- Books, Literature, and Writing
I'm A Hypochondriac- With The Wrong Placebos!
It was always this way,
Even in the womb!
It was hot and clammy,
And hardly any room!
You might think I’m silly,
But I’m losing my sense of smell.
I don’t think that I’m getting better,
As for as I can tell.
I find it hard to breathe,
Out of one side of my nose!
I’ll try to keep this short,
There’s simply too much to disclose!
I’ve been weak for about a week.
My future’s looking bleak!
I can no longer make a fist!
Is it the cyst that’s on my wrist?
Of course there’s another,
Right here on my knee.
My eyes are going bad,
And I can hardly see!
I can’t keep taking risks!
I have several bulging discs.
I have arthritis from head to toe.
And I’m getting really slow.
I’m stuck in my rut.
I have a swollen nut.
And a stitch in my gut,
And hemorrhoids up my butt.
Yes, I’m in quite a conundrum,
With swelling in my thumb!
Along with my swollen “plum”,
I have a hernia in my scrotum.
I’ve been in wreck after wreck!
Yes, I’m getting older,
I have pain in my neck,
My upper back, and shoulders!
There is so much I could address!
“Accidents” have taken me down a peg.
So I have pain and numbness,
Through my hips, and down my leg.
So how can in hell I get well?
With all that’s wrong with me.
I have enough pain for a fair the well!
I even see fire when I pee!
My chiropractor is a quack.
He loves to whack and crack!
Pain runs through my lower back !
If there’s pain to have, I have a knack.
Surely, I must have erred,
I’m getting a little scared!
This physician that I chose.
He’s giving me the wrong placebos!
My hernia is a misery,
And will soon require some surgery.
I haven’t slept for insomnia!
I’m sure it’s due to my hypochondria!
You’d think this would be enough.
You think I’d get some slack.
But now I have some dandruff,
And they say I’m a hypochondriac!
Now how in the hell,
Can I get well?
Heaven only knows!
Here I am- a hypochondriac- and they’re giving me the wrong placebos!
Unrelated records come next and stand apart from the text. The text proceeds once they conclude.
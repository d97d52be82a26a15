//! Error types for the capability engine.

use thiserror::Error;

use crate::idmap::IdmapError;

/// Result type alias for this crate.
pub type Result<T> = std::result::Result<T, Error>;

/// Top-level errors surfaced to callers outside the evaluator.
///
/// `Policy::is_capable` itself never returns `Error` — it always produces a
/// plain boolean decision (spec: the evaluator never fails). This type
/// covers the subsystems around it: parsing, configuration, and identity
/// remap.
#[derive(Error, Debug)]
pub enum Error {
    /// The capability grammar could not be parsed.
    #[error("capability parse failed: {0}")]
    Parse(String),

    /// A configuration key required by the identity-remap subsystem was
    /// missing or malformed.
    #[error("configuration error: {0}")]
    Config(String),

    /// Every configured identity-remap backend failed.
    #[error("identity remap failed: {0}")]
    Idmap(#[from] IdmapError),

    /// IO error (reading a bind-password file, a config file, ...).
    #[error("IO error: {0}")]
    Io(#[from] std::io::Error),
}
I apologize for a wee bit of crude language above -but honestly- I think I'm only calling a spade a spade.
I actually have all the problems stated above.
Well, not the fire, but the rest!
I'm in okay shape for a 80 year old man.
Unfortunately I'm only 60 and a half!
I am a little inconsistent with nagging minor afflictions.
This is what we get when we grow older.